I generate a bunch of frames, then I encode the image sequence to an uncompressed AVI (with something like virtualdub), I then apply lossless h264 (the help files claim that setting --qp 0 makes lossless compression, but I am not sure if that means that there is no loss at any point of the process or that just the quantization is lossless). I can then extract the frames from the resulting h264 video with something like mplayer.

I tried with Handbrake first, but it turns out it doesn't support lossless encoding. I tried x264 but it crashes. It may be because my source AVI file is in RGB colorspace instead of YV12. I don't know how to feed a series of YV12 bitmaps and in what format to x264 anyway, so I cannot even try.

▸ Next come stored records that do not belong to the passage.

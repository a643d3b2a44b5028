use std::path::PathBuf;

use anyhow::{Context, Result};

use crate::db::{ProjectConfig, ProjectDb, ProjectLayout};

/// Load the project config JSON from disk for a given layout.
pub fn load_project_config(layout: &ProjectLayout) -> Result<ProjectConfig> {
    let config_json = std::fs::read_to_string(&layout.project_config_path).with_context(|| {
        format!("Failed to read project config at {}", layout.project_config_path.display())
    })?;
    let config: ProjectConfig =
        serde_json::from_str(&config_json).context("Failed to parse project config JSON")?;
    Ok(config)
}

/// Resolve the DB path (respecting relative/absolute config) and open a
/// ProjectDb.
pub fn open_project_db(layout: &ProjectLayout) -> Result<(ProjectConfig, PathBuf, ProjectDb)> {
    let config = load_project_config(layout)?;
    let config_db_path = std::path::Path::new(&config.db.path);
    let db_path = if config_db_path.is_absolute() {
        config_db_path.to_path_buf()
    } else {
        layout.root.join(config_db_path)
    };
    let db = ProjectDb::open(&db_path)
        .with_context(|| format!("Failed to open project database at {}", db_path.display()))?;
    Ok((config, db_path, db))
}
use uibind_core::version;

#[test]
fn version_is_non_empty() {
    let v = version();
    assert!(!v.is_empty());
}
//! C# text assembly for the three combination strategies.
//!
//! Everything in here is pure string building over a unique-name projection
//! of the binding set; validation and file IO stay in the parent module. The
//! field and initialization sections are emitted identically across
//! strategies, which is what makes repeated generation byte-stable.

use std::collections::BTreeSet;

use crate::codegen::events::{handler_method_name, InteractiveKind};
use crate::codegen::GenerationConfig;
use crate::model::BindingEntry;

/// Namespaces every generated file imports regardless of bindings.
const CORE_NAMESPACES: [&str; 2] = ["UnityEngine", "UnityEngine.UI"];

fn indent(level: usize) -> String {
    " ".repeat(level * 4)
}

/// Prefix every non-blank line of `text` with `level` indent steps.
fn indent_block(text: &str, level: usize) -> String {
    let pad = indent(level);
    text.lines()
        .map(|line| {
            if line.trim().is_empty() {
                String::new()
            } else {
                format!("{pad}{line}")
            }
        })
        .collect::<Vec<_>>()
        .join("\n")
}

/// Deduplicated, lexicographically ordered using-directives for the
/// projection, seeded with the core namespaces.
pub fn render_using_block(projection: &[BindingEntry]) -> String {
    let mut namespaces: BTreeSet<String> =
        CORE_NAMESPACES.iter().map(|ns| (*ns).to_string()).collect();
    for entry in projection {
        if let Some(ns) = entry.capability_namespace() {
            namespaces.insert(ns.to_string());
        }
    }

    let mut out = String::new();
    for ns in namespaces {
        out.push_str(&format!("using {ns};\n"));
    }
    out.push('\n');
    out
}

/// One `[SerializeField]` field per enabled entry, at the entry's declared
/// visibility unless `visibility_override` forces one (the base-class
/// strategy emits protected fields so the derived type can reach them).
pub fn render_fields(projection: &[BindingEntry], visibility_override: Option<&str>) -> String {
    let mut out = String::new();
    for entry in projection.iter().filter(|e| e.enabled) {
        let visibility = visibility_override.unwrap_or_else(|| entry.visibility.keyword());
        out.push_str("[SerializeField]\n");
        out.push_str(&format!(
            "{} {} {};\n",
            visibility, entry.capability_short_name, entry.field_name
        ));
    }
    out
}

/// Lookup + null-check statements, one pair per enabled entry.
///
/// A ROOT-sentinel entry resolves from the binding set's own root object
/// rather than via a child path. The statement shape is identical across
/// strategies.
pub fn render_initialization(projection: &[BindingEntry]) -> String {
    let mut out = String::new();
    for entry in projection.iter().filter(|e| e.enabled) {
        let short = &entry.capability_short_name;
        let field = &entry.field_name;
        if entry.is_root_binding() {
            out.push_str(&format!("{field} = GetComponent<{short}>();\n"));
            out.push_str(&format!("if ({field} == null)\n"));
            out.push_str("{\n");
            out.push_str(&format!(
                "    Debug.LogError(\"Failed to find component {short} on the root object\");\n"
            ));
            out.push_str("}\n");
        } else {
            let path = &entry.target_path_relative;
            out.push_str(&format!(
                "{field} = transform.Find(\"{path}\").GetComponent<{short}>();\n"
            ));
            out.push_str(&format!("if ({field} == null)\n"));
            out.push_str("{\n");
            out.push_str(&format!(
                "    Debug.LogError(\"Failed to find component {short} at path '{path}'\");\n"
            ));
            out.push_str("}\n");
        }
    }
    out
}

/// Null-guarded signal subscriptions for the interactive entries.
pub fn render_event_wiring(projection: &[BindingEntry]) -> String {
    let mut out = String::new();
    let mut wired = BTreeSet::new();
    for entry in projection.iter().filter(|e| e.enabled) {
        let Some(kind) = InteractiveKind::classify(&entry.capability_short_name) else {
            continue;
        };
        let method = handler_method_name(&entry.field_name, kind);
        if !wired.insert(method.clone()) {
            continue;
        }
        let field = &entry.field_name;
        out.push_str(&format!("if ({field} != null)\n"));
        out.push_str("{\n");
        out.push_str(&format!("    {field}.{}.AddListener({method});\n", kind.signal()));
        out.push_str("}\n");
    }
    out
}

/// Empty handler stubs, one per distinct generated handler name.
pub fn render_event_handlers(projection: &[BindingEntry]) -> String {
    let mut out = String::new();
    let mut emitted = BTreeSet::new();
    for entry in projection.iter().filter(|e| e.enabled) {
        let Some(kind) = InteractiveKind::classify(&entry.capability_short_name) else {
            continue;
        };
        let method = handler_method_name(&entry.field_name, kind);
        if !emitted.insert(method.clone()) {
            continue;
        }
        out.push_str(&format!("private void {method}({})\n", kind.handler_params()));
        out.push_str("{\n");
        out.push_str(&format!("    // TODO: handle {}\n", entry.field_name));
        out.push_str(&format!("    {}\n", kind.handler_log(&entry.field_name)));
        out.push_str("}\n\n");
    }
    out
}

fn namespace_open(config: &GenerationConfig) -> Option<String> {
    if config.use_namespace && !config.namespace.is_empty() {
        Some(format!("namespace {}\n{{\n", config.namespace))
    } else {
        None
    }
}

/// Base-class strategy: a standalone base type with protected fields and a
/// virtual lifecycle entry point; hand-written logic derives from it.
pub fn render_base_class(
    projection: &[BindingEntry],
    config: &GenerationConfig,
    class_name: &str,
    root_display_name: &str,
) -> String {
    let mut code = render_using_block(projection);
    let ns = namespace_open(config);
    let class_level = usize::from(ns.is_some());
    if let Some(open) = &ns {
        code.push_str(open);
    }

    let mut body = String::new();
    body.push_str("/// <summary>\n");
    body.push_str(&format!("/// {root_display_name} binding base (generated, do not edit)\n"));
    body.push_str("/// </summary>\n");
    body.push_str(&format!("public class {class_name}Base : MonoBehaviour\n"));
    body.push_str("{\n");
    body.push_str(&indent_block("[Header(\"UI Bindings\")]", 1));
    body.push('\n');
    body.push_str(&indent_block(&render_fields(projection, Some("protected")), 1));
    body.push_str("\n\n");
    body.push_str(&indent_block(
        "protected virtual void Awake()\n{\n    InitializeBindings();\n}",
        1,
    ));
    body.push_str("\n\n");
    body.push_str(&indent_block("protected void InitializeBindings()\n{", 1));
    body.push('\n');
    body.push_str(&indent_block(&render_initialization(projection), 2));
    body.push('\n');
    body.push_str(&indent_block("}", 1));
    body.push('\n');
    body.push_str("}\n");

    code.push_str(&indent_block(&body, class_level));
    if ns.is_some() {
        code.push_str("\n}");
    }
    code.push('\n');
    code
}

/// Partial-class strategy: the generated half of a type whose other half is
/// hand-maintained under the same name.
pub fn render_partial_class(
    projection: &[BindingEntry],
    config: &GenerationConfig,
    class_name: &str,
    root_display_name: &str,
) -> String {
    let mut code = render_using_block(projection);
    let ns = namespace_open(config);
    let class_level = usize::from(ns.is_some());
    if let Some(open) = &ns {
        code.push_str(open);
    }

    let mut decl = format!("public partial class {class_name}");
    if !config.base_types.is_empty() {
        decl.push_str(&format!(" : {}", config.base_types));
    }

    let mut body = String::new();
    body.push_str("/// <summary>\n");
    body.push_str(&format!("/// {root_display_name} binding part (generated)\n"));
    body.push_str("/// </summary>\n");
    body.push_str(&decl);
    body.push('\n');
    body.push_str("{\n");
    body.push_str(&indent_block("[Header(\"UI Bindings\")]", 1));
    body.push('\n');
    body.push_str(&indent_block(&render_fields(projection, None), 1));
    body.push_str("\n\n");
    body.push_str(&indent_block("private void Awake()\n{\n    InitializeBindings();\n}", 1));
    body.push_str("\n\n");
    body.push_str(&indent_block("private void InitializeBindings()\n{", 1));
    body.push('\n');
    body.push_str(&indent_block(&render_initialization(projection), 2));
    body.push('\n');
    body.push_str(&indent_block("}", 1));
    body.push('\n');
    body.push_str("}\n");

    code.push_str(&indent_block(&body, class_level));
    if ns.is_some() {
        code.push_str("\n}");
    }
    code.push('\n');
    code
}

/// Single-script strategy: a complete type with fields, initialization,
/// event wiring, and handler stubs. Used when no hand-written companion is
/// expected.
pub fn render_single_script(
    projection: &[BindingEntry],
    config: &GenerationConfig,
    class_name: &str,
    root_display_name: &str,
) -> String {
    let mut code = render_using_block(projection);
    let ns = namespace_open(config);
    let class_level = usize::from(ns.is_some());
    if let Some(open) = &ns {
        code.push_str(open);
    }

    let mut decl = format!("public class {class_name}");
    if !config.base_types.is_empty() {
        decl.push_str(&format!(" : {}", config.base_types));
    }

    let mut body = String::new();
    body.push_str("/// <summary>\n");
    body.push_str(&format!(
        "/// {root_display_name} single-script binding (generated, fields and event handlers)\n"
    ));
    body.push_str("/// </summary>\n");
    body.push_str(&decl);
    body.push('\n');
    body.push_str("{\n");
    body.push_str(&indent_block("[Header(\"UI Bindings\")]", 1));
    body.push('\n');
    body.push_str(&indent_block(&render_fields(projection, None), 1));
    body.push_str("\n\n");
    body.push_str(&indent_block(
        "private void Start()\n{\n    InitializeBindings();\n    SetupEventListeners();\n}",
        1,
    ));
    body.push_str("\n\n");
    body.push_str(&indent_block("private void InitializeBindings()\n{", 1));
    body.push('\n');
    body.push_str(&indent_block(&render_initialization(projection), 2));
    body.push('\n');
    body.push_str(&indent_block("}", 1));
    body.push_str("\n\n");
    body.push_str(&indent_block("private void SetupEventListeners()\n{", 1));
    body.push('\n');
    body.push_str(&indent_block(&render_event_wiring(projection), 2));
    body.push('\n');
    body.push_str(&indent_block("}", 1));
    body.push_str("\n\n");
    body.push_str(&indent_block(&render_event_handlers(projection), 1));
    body.push('\n');
    body.push_str("}\n");

    code.push_str(&indent_block(&body, class_level));
    if ns.is_some() {
        code.push_str("\n}");
    }
    code.push('\n');
    code
}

In summary what I want to know if that is there a way to go from

Series of lossless bitmaps (in any colorspace) -> some transformation -> h264 encode -> h264 decode -> some transformation -> the original series of lossless bitmaps

If there a way to achieve this?

EDIT: There is a VERY valid point about lossless H264 not making too much sense. I am well aware that there is no way I could tell (with just my eyes) the difference between and uncompressed clip and another compressed at a high rate in H264, but I don't think it is not without uses. For example, it may be useful for storing video for editing without taking huge amounts of space and not losing quality and spending too much encoding time every time the file is saved.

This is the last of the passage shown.